The dataset was trained on the BCI system with a total of 10,850 sentences.
The patient’s voice on the computer was decoded from what was in their brain at a rate of 62 words per minute – 3.4 times faster than the previous record.
The authors say that the patient’s speech on the computer had a “word error” rate — mistranslating words from the brain to the computer — of 9.1% and a “word error” rate for a 50-word vocabulary. 23.8% vocabulary group for large.
“This BCI system has been trained to know which words should come before other words and which vowels make up which words,” study author Dr Frank Willett told the BBC.
The BBC was told that patients tested said these advances could help them “to be able to continue working, maintain relationships with friends and family”.
However, they also note that the 24% “word error” rate is probably still high for day-to-day use.
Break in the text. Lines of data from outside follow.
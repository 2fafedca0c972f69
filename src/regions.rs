//! Region catalogue for synthetic data generation
//! Maps county FIPS codes to display names and census-style baselines

use std::collections::{HashMap, HashSet};
use std::sync::LazyLock;

use crate::error::{Result, SegmentationError};

/// Static facts about a region: names plus the demographic baseline the
/// generators perturb.
#[derive(Debug, Clone, Copy, PartialEq)]
pub struct RegionInfo {
    pub code: &'static str,
    pub short_name: &'static str,
    pub name: &'static str,
    pub population: u64,
    pub median_income: f64,
    pub college_pct: f64,
}

/// Region codes analysed by default, in generation order
pub const DEFAULT_REGION_CODES: [&str; 7] = [
    "17031", "36061", "06037", "48201", "04013", "53033", "25025",
];

/// Region catalogue keyed by FIPS code
pub static REGIONS: LazyLock<HashMap<&'static str, RegionInfo>> = LazyLock::new(|| {
    let mut m = HashMap::new();

    let entries = [
        RegionInfo {
            code: "17031",
            short_name: "CHI",
            name: "Cook County, IL (Chicago)",
            population: 5_150_000,
            median_income: 65_000.0,
            college_pct: 0.45,
        },
        RegionInfo {
            code: "36061",
            short_name: "MAN",
            name: "New York County, NY (Manhattan)",
            population: 1_690_000,
            median_income: 85_000.0,
            college_pct: 0.65,
        },
        RegionInfo {
            code: "06037",
            short_name: "LAX",
            name: "Los Angeles County, CA",
            population: 9_830_000,
            median_income: 70_000.0,
            college_pct: 0.35,
        },
        RegionInfo {
            code: "48201",
            short_name: "HOU",
            name: "Harris County, TX (Houston)",
            population: 4_710_000,
            median_income: 55_000.0,
            college_pct: 0.35,
        },
        RegionInfo {
            code: "04013",
            short_name: "PHX",
            name: "Maricopa County, AZ (Phoenix)",
            population: 4_420_000,
            median_income: 60_000.0,
            college_pct: 0.30,
        },
        RegionInfo {
            code: "53033",
            short_name: "SEA",
            name: "King County, WA (Seattle)",
            population: 2_270_000,
            median_income: 95_000.0,
            college_pct: 0.60,
        },
        RegionInfo {
            code: "25025",
            short_name: "BOS",
            name: "Suffolk County, MA (Boston)",
            population: 800_000,
            median_income: 80_000.0,
            college_pct: 0.55,
        },
    ];

    for info in entries {
        m.insert(info.code, info);
    }

    m
});

/// Look up a region, failing on codes the catalogue does not know
pub fn lookup_region(code: &str) -> Result<&'static RegionInfo> {
    REGIONS.get(code).ok_or_else(|| {
        SegmentationError::configuration(format!("unknown region code requested: {code}"))
    })
}

/// Check a requested region list: every code catalogued, none repeated
pub fn check_region_codes(codes: &[String]) -> Result<()> {
    let mut seen = HashSet::with_capacity(codes.len());
    for code in codes {
        lookup_region(code)?;
        if !seen.insert(code.as_str()) {
            return Err(SegmentationError::configuration(format!(
                "duplicate region code requested: {code}"
            )));
        }
    }
    Ok(())
}

/// Get region display name, falling back to the raw code if not mapped
pub fn get_region_name(code: &str) -> String {
    REGIONS
        .get(code)
        .map(|r| r.name.to_string())
        .unwrap_or_else(|| format!("Region {code}"))
}

/// Get the three-letter label used in terminal tables
pub fn get_region_short(code: &str) -> String {
    REGIONS
        .get(code)
        .map(|r| r.short_name.to_string())
        .unwrap_or_else(|| code.to_string())
}

/// Default region list as owned strings
pub fn default_region_codes() -> Vec<String> {
    DEFAULT_REGION_CODES.iter().map(|c| c.to_string()).collect()
}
For example, compared to the 4–5% “word error” rate for modern speech-to-text systems.
The second study involved a patient who had had a brain stroke several years earlier.
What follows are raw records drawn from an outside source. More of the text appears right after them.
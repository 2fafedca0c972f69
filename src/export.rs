//! CSV export of generated tables

use csv::WriterBuilder;
use serde::Serialize;
use std::fs;
use std::path::{Path, PathBuf};
use thiserror::Error;
use tracing::info;

use crate::models::SyntheticDataset;

pub const MOBILITY_FILE: &str = "mobility.csv";
pub const SPENDING_FILE: &str = "spending.csv";
pub const DEMOGRAPHICS_FILE: &str = "demographics.csv";

#[derive(Debug, Error)]
pub enum ExportError {
    #[error("I/O error: {0}")]
    Io(#[from] std::io::Error),

    #[error("CSV error: {0}")]
    Csv(#[from] csv::Error),
}

/// Paths written by [`write_dataset_csv`]
#[derive(Debug, Clone, PartialEq)]
pub struct ExportedFiles {
    pub mobility: PathBuf,
    pub spending: PathBuf,
    pub demographics: PathBuf,
}

fn write_table<T: Serialize>(path: &Path, rows: &[T]) -> Result<(), ExportError> {
    let mut writer = WriterBuilder::new().has_headers(true).from_path(path)?;
    for row in rows {
        writer.serialize(row)?;
    }
    writer.flush()?;
    info!("Wrote {} rows to {:?}", rows.len(), path);
    Ok(())
}

/// Write the three tables into `dir`, creating it if needed
pub fn write_dataset_csv(
    dataset: &SyntheticDataset,
    dir: &Path,
) -> Result<ExportedFiles, ExportError> {
    fs::create_dir_all(dir)?;

    let files = ExportedFiles {
        mobility: dir.join(MOBILITY_FILE),
        spending: dir.join(SPENDING_FILE),
        demographics: dir.join(DEMOGRAPHICS_FILE),
    };

    write_table(&files.mobility, &dataset.mobility)?;
    write_table(&files.spending, &dataset.spending)?;
    write_table(&files.demographics, &dataset.demographics)?;

    Ok(files)
}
The authors “trained and evaluated deep learning models using neural data collected when participants attempted to whisper sentences”.
The researchers say that the decoder “achieved high performance” after less than two weeks of training.
They demonstrate the ability to quickly and accurately decode large vocabularies of thought words in the brain, with an average speed of 78 words per minute and an average “word error” rate of 25 percent, according to the researchers.
The writers personalized the patient’s synthetic voice to sound like a machine. They based this on a short clip of the patient’s voice taken from a video taken before the patient became ill.
The researchers also created a digital avatar to recreate the facial expressions, using “an animation system for the avatar”. They are designed to convert speech signals into animations of facial motion using applications in games and movies (speech graphics).
The patient said: “The simple fact of hearing a voice like your own is emotional. The ability to speak loudly is essential. For the first seven years after the stroke, I only used a writing board. Now the machine makes it possible for me to express it in words.”